Phil Jackson, yang melatih legenda NBA seperti Michael Jordan dan Kobe Bryant, menyatakan penyesalan karena tidak melatih Christian Laettner selama karirnya. Dalam sebuah wawancara, Jackson menyoroti potensi yang belum dimanfaatkan Laettner dan kualitas kepemimpinannya. Laettner memiliki masa jabatan NBA selama 13 tahun yang solid tapi kurang memuaskan setelah menjadi bintang di Duke.
Phil Jackson, terkenal karena membimbing Chicago Bulls dan Los Angeles Lakers meraih beberapa kejuaraan, mencantumkan beberapa pemain terhebat yang pernah ia latih, termasuk Michael Jordan, Kobe Bryant, Shaquille O'Neal, dan Scottie Pippen. Namun, dalam wawancara baru-baru ini dengan Dan Patrick, Jackson menyebutkan seorang pemain tak terduga yang ia inginkan untuk dibimbing: Christian Laettner.
"Saya pikir Laettner seperti salah satu dari orang-orang itu, saya pikir, tidak pernah benar-benar bermain seperti yang ia mampu di NBA," kata Jackson. "Saya ingin melatih seseorang seperti dia yang berbakat, memiliki kemampuan kepemimpinan, mungkin tidak pernah berkembang sebagai pemain NBA."
Laettner, sosok ikonik dari Universitas Duke, beralih ke karir NBA selama 13 tahun yang menurut Jackson kurang dari kemampuannya.

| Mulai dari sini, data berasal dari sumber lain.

//! Epsilon-NFA and its determinization by subset construction.
//!
//! States live in an arena owned by the automaton and are addressed by
//! [`StateID`]. Ids are handed out by an [`NfaBuilder`], so independent
//! constructions never share a counter.

use crate::types::{Map, Set};
use bit_set::BitSet;
use std::{collections::VecDeque, fmt, hash::Hash};

#[derive(Copy, Clone, PartialEq, Eq, Hash, PartialOrd, Ord)]
pub struct StateID(u32);

impl StateID {
    /// The start state of every [`Dfa`].
    pub const START: Self = Self(0);

    pub const fn from_raw(raw: u32) -> Self {
        Self(raw)
    }

    pub const fn into_raw(self) -> u32 {
        self.0
    }

    fn index(self) -> usize {
        self.0 as usize
    }
}

impl fmt::Debug for StateID {
    fn fmt(&self, f: &mut fmt::Formatter<'_>) -> fmt::Result {
        write!(f, "S#{:03}", self.0)
    }
}

impl fmt::Display for StateID {
    fn fmt(&self, f: &mut fmt::Formatter<'_>) -> fmt::Result {
        fmt::Display::fmt(&self.0, f)
    }
}

/// A state of an epsilon-NFA.
#[derive(Debug, Clone)]
pub struct State<S, T> {
    accepting: bool,
    tag: Option<T>,
    transitions: Map<S, Set<StateID>>,
    epsilons: Set<StateID>,
}

impl<S, T> State<S, T> {
    fn new() -> Self {
        Self {
            accepting: false,
            tag: None,
            transitions: Map::default(),
            epsilons: Set::default(),
        }
    }

    pub fn is_accepting(&self) -> bool {
        self.accepting
    }

    pub fn tag(&self) -> Option<&T> {
        self.tag.as_ref()
    }

    pub fn transitions(&self) -> impl Iterator<Item = (&S, &Set<StateID>)> + '_ {
        self.transitions.iter()
    }

    pub fn epsilons(&self) -> impl Iterator<Item = StateID> + '_ {
        self.epsilons.iter().copied()
    }
}

/// Allocates the states of an NFA under construction.
#[derive(Debug)]
pub struct NfaBuilder<S, T> {
    states: Vec<State<S, T>>,
}

impl<S, T> Default for NfaBuilder<S, T> {
    fn default() -> Self {
        Self { states: vec![] }
    }
}

impl<S, T> NfaBuilder<S, T>
where
    S: Copy + Eq + Hash,
{
    pub fn new() -> Self {
        Self::default()
    }

    /// Allocate a fresh, non-accepting state with no edges.
    pub fn add_state(&mut self) -> StateID {
        debug_assert!(self.states.len() < u32::MAX as usize);
        let id = StateID(self.states.len() as u32);
        self.states.push(State::new());
        id
    }

    pub fn add_transition(&mut self, from: StateID, symbol: S, to: StateID) {
        self.states[from.index()]
            .transitions
            .entry(symbol)
            .or_default()
            .insert(to);
    }

    pub fn add_epsilon(&mut self, from: StateID, to: StateID) {
        self.states[from.index()].epsilons.insert(to);
    }

    pub fn set_accepting(&mut self, id: StateID, accepting: bool) {
        self.states[id.index()].accepting = accepting;
    }

    pub fn set_tag(&mut self, id: StateID, tag: T) {
        self.states[id.index()].tag = Some(tag);
    }

    pub fn len(&self) -> usize {
        self.states.len()
    }

    pub fn is_empty(&self) -> bool {
        self.states.is_empty()
    }

    /// Finish the construction, using `start` as the initial state.
    pub fn build(self, start: StateID) -> Nfa<S, T> {
        debug_assert!(start.index() < self.states.len(), "unknown start state");
        Nfa {
            states: self.states,
            start,
        }
    }
}

/// An epsilon-nondeterministic finite automaton.
#[derive(Debug, Clone)]
pub struct Nfa<S, T> {
    states: Vec<State<S, T>>,
    start: StateID,
}

impl<S, T> Nfa<S, T>
where
    S: Copy + Eq + Hash,
{
    pub fn start(&self) -> StateID {
        self.start
    }

    pub fn state(&self, id: StateID) -> &State<S, T> {
        &self.states[id.index()]
    }

    pub fn states(&self) -> impl Iterator<Item = (StateID, &State<S, T>)> + '_ {
        self.states
            .iter()
            .enumerate()
            .map(|(i, state)| (StateID(i as u32), state))
    }

    pub fn len(&self) -> usize {
        self.states.len()
    }

    pub fn is_empty(&self) -> bool {
        self.states.is_empty()
    }

    /// Return the states reachable from `seeds` through epsilon edges only,
    /// sorted by id and without duplicates.
    pub fn epsilon_closure<I>(&self, seeds: I) -> Vec<StateID>
    where
        I: IntoIterator<Item = StateID>,
    {
        let mut seen = BitSet::with_capacity(self.states.len());
        let mut worklist = vec![];
        for seed in seeds {
            if seen.insert(seed.index()) {
                worklist.push(seed);
            }
        }
        while let Some(id) = worklist.pop() {
            for next in self.state(id).epsilons() {
                if seen.insert(next.index()) {
                    worklist.push(next);
                }
            }
        }
        seen.iter().map(|raw| StateID(raw as u32)).collect()
    }

    /// Simulate the automaton over `input` and report whether it ends up in
    /// an accepting state.
    pub fn accepts<I>(&self, input: I) -> bool
    where
        I: IntoIterator<Item = S>,
    {
        let mut current = self.epsilon_closure(Some(self.start));
        for symbol in input {
            let moved: Vec<StateID> = current
                .iter()
                .filter_map(|id| self.state(*id).transitions.get(&symbol))
                .flat_map(|dests| dests.iter().copied())
                .collect();
            if moved.is_empty() {
                return false;
            }
            current = self.epsilon_closure(moved);
        }
        current.iter().any(|id| self.state(*id).accepting)
    }

    /// Subset construction. Each result state is final when one of its
    /// members is, and carries the smallest tag among its final members.
    pub fn determinize(&self) -> Dfa<S, T>
    where
        T: Ord + Clone,
    {
        self.determinize_with(|tags| tags.iter().min().map(|tag| (*tag).clone()))
    }

    /// Subset construction with a custom policy for merging the tags of
    /// the final members of a result state.
    ///
    /// `resolve` receives the tags of the final members (in id order) and
    /// is only called for final result states.
    pub fn determinize_with<U, F>(&self, mut resolve: F) -> Dfa<S, U>
    where
        F: FnMut(&[&T]) -> Option<U>,
    {
        let mut gen = SubsetConstruction {
            nfa: self,
            index: Map::default(),
            states: vec![],
            pending: VecDeque::new(),
        };

        let start = self.epsilon_closure(Some(self.start));
        gen.intern(start, &mut resolve);

        while let Some(current) = gen.pending.pop_front() {
            let members = gen.states[current.index()].members.clone();

            // Destinations of each non-epsilon symbol, in order of first appearance.
            let mut moves: Map<S, Vec<StateID>> = Map::default();
            for member in members.iter() {
                for (symbol, dests) in &self.state(*member).transitions {
                    moves
                        .entry(*symbol)
                        .or_default()
                        .extend(dests.iter().copied());
                }
            }

            for (symbol, dests) in moves {
                let closure = self.epsilon_closure(dests);
                let next = gen.intern(closure, &mut resolve);
                gen.states[current.index()].transitions.insert(symbol, next);
            }
        }

        tracing::debug!(
            "determinize: {} NFA states -> {} DFA states",
            self.states.len(),
            gen.states.len()
        );

        Dfa { states: gen.states }
    }
}

struct SubsetConstruction<'a, S, T, U> {
    nfa: &'a Nfa<S, T>,
    // keyed by the sorted member ids, so equal sets collapse into one state
    index: Map<Box<[StateID]>, StateID>,
    states: Vec<DfaState<S, U>>,
    pending: VecDeque<StateID>,
}

impl<S, T, U> SubsetConstruction<'_, S, T, U>
where
    S: Copy + Eq + Hash,
{
    fn intern<F>(&mut self, members: Vec<StateID>, resolve: &mut F) -> StateID
    where
        F: FnMut(&[&T]) -> Option<U>,
    {
        let members = members.into_boxed_slice();
        if let Some(id) = self.index.get(&members) {
            return *id;
        }

        let finals: Vec<&T> = members
            .iter()
            .map(|id| self.nfa.state(*id))
            .filter(|state| state.accepting)
            .filter_map(|state| state.tag.as_ref())
            .collect();
        let accepting = members.iter().any(|id| self.nfa.state(*id).accepting);
        let tag = if accepting { resolve(&finals) } else { None };

        let id = StateID(self.states.len() as u32);
        self.index.insert(members.clone(), id);
        self.states.push(DfaState {
            members,
            accepting,
            tag,
            transitions: Map::default(),
        });
        self.pending.push_back(id);
        id
    }
}

/// A state of the deterministic automaton produced by [`Nfa::determinize`].
#[derive(Debug, Clone)]
pub struct DfaState<S, T> {
    members: Box<[StateID]>,
    accepting: bool,
    tag: Option<T>,
    transitions: Map<S, StateID>,
}

impl<S, T> DfaState<S, T> {
    /// The NFA states this state stands for, sorted by id.
    pub fn members(&self) -> &[StateID] {
        &self.members
    }

    pub fn is_accepting(&self) -> bool {
        self.accepting
    }

    pub fn tag(&self) -> Option<&T> {
        self.tag.as_ref()
    }

    pub fn transitions(&self) -> impl Iterator<Item = (&S, StateID)> + '_ {
        self.transitions.iter().map(|(symbol, next)| (symbol, *next))
    }
}

/// A deterministic finite automaton. The start state is [`StateID::START`].
#[derive(Debug, Clone)]
pub struct Dfa<S, T> {
    states: Vec<DfaState<S, T>>,
}

impl<S, T> Dfa<S, T>
where
    S: Eq + Hash,
{
    pub fn start(&self) -> StateID {
        StateID::START
    }

    pub fn state(&self, id: StateID) -> &DfaState<S, T> {
        &self.states[id.index()]
    }

    pub fn states(&self) -> impl Iterator<Item = (StateID, &DfaState<S, T>)> + '_ {
        self.states
            .iter()
            .enumerate()
            .map(|(i, state)| (StateID(i as u32), state))
    }

    pub fn len(&self) -> usize {
        self.states.len()
    }

    pub fn is_empty(&self) -> bool {
        self.states.is_empty()
    }

    /// Follow the edge labeled `symbol`, if any.
    #[inline]
    pub fn next(&self, current: StateID, symbol: &S) -> Option<StateID> {
        self.states[current.index()].transitions.get(symbol).copied()
    }

    pub fn accepts<I>(&self, input: I) -> bool
    where
        I: IntoIterator<Item = S>,
    {
        let mut current = self.start();
        for symbol in input {
            match self.next(current, &symbol) {
                Some(next) => current = next,
                None => return false,
            }
        }
        self.state(current).accepting
    }
}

Para ahli menyarankan bahwa keterampilan Laettner sebagai passer dan penembak luar akan cocok dengan serangan segitiga Jackson, terutama di era di mana pemain besar terutama dihargai untuk rebounding dan pencetakan interior. Bermain bersama bintang seperti Jordan atau Bryant mungkin bisa meringankan tekanan yang dihadapi Laettner sebagai titik fokus di awal karirnya.
Jackson juga memuji kepemimpinan dan semangat kompetitif Laettner, sifat-sifat yang bersinar selama masa Duke-nya dan akan melengkapi lingkungan ultra-kompetitif Bulls atau Lakers.
Meskipun tidak bekerja dengan Jackson, Laettner mencapai tonggak penting. Ia memperoleh tempat di Tim All-Rookie 1992-93 dan membuat penampilan All-Star tunggalnya di musim 1996-97. Tahun itu, ia membantu Atlanta Hawks menyusun rekor 56-26, mengalahkan Detroit Pistons di babak pertama playoff sebelum kalah dari Bulls milik Jackson di semifinal Konferensi Timur. Sepanjang karirnya, Laettner rata-rata 12.8 poin, 6.7 rebound, 2.6 assist, dan 1.1 steal per pertandingan. Ia juga meraih medali emas Olimpiade sebagai bagian dari Dream Team 1992.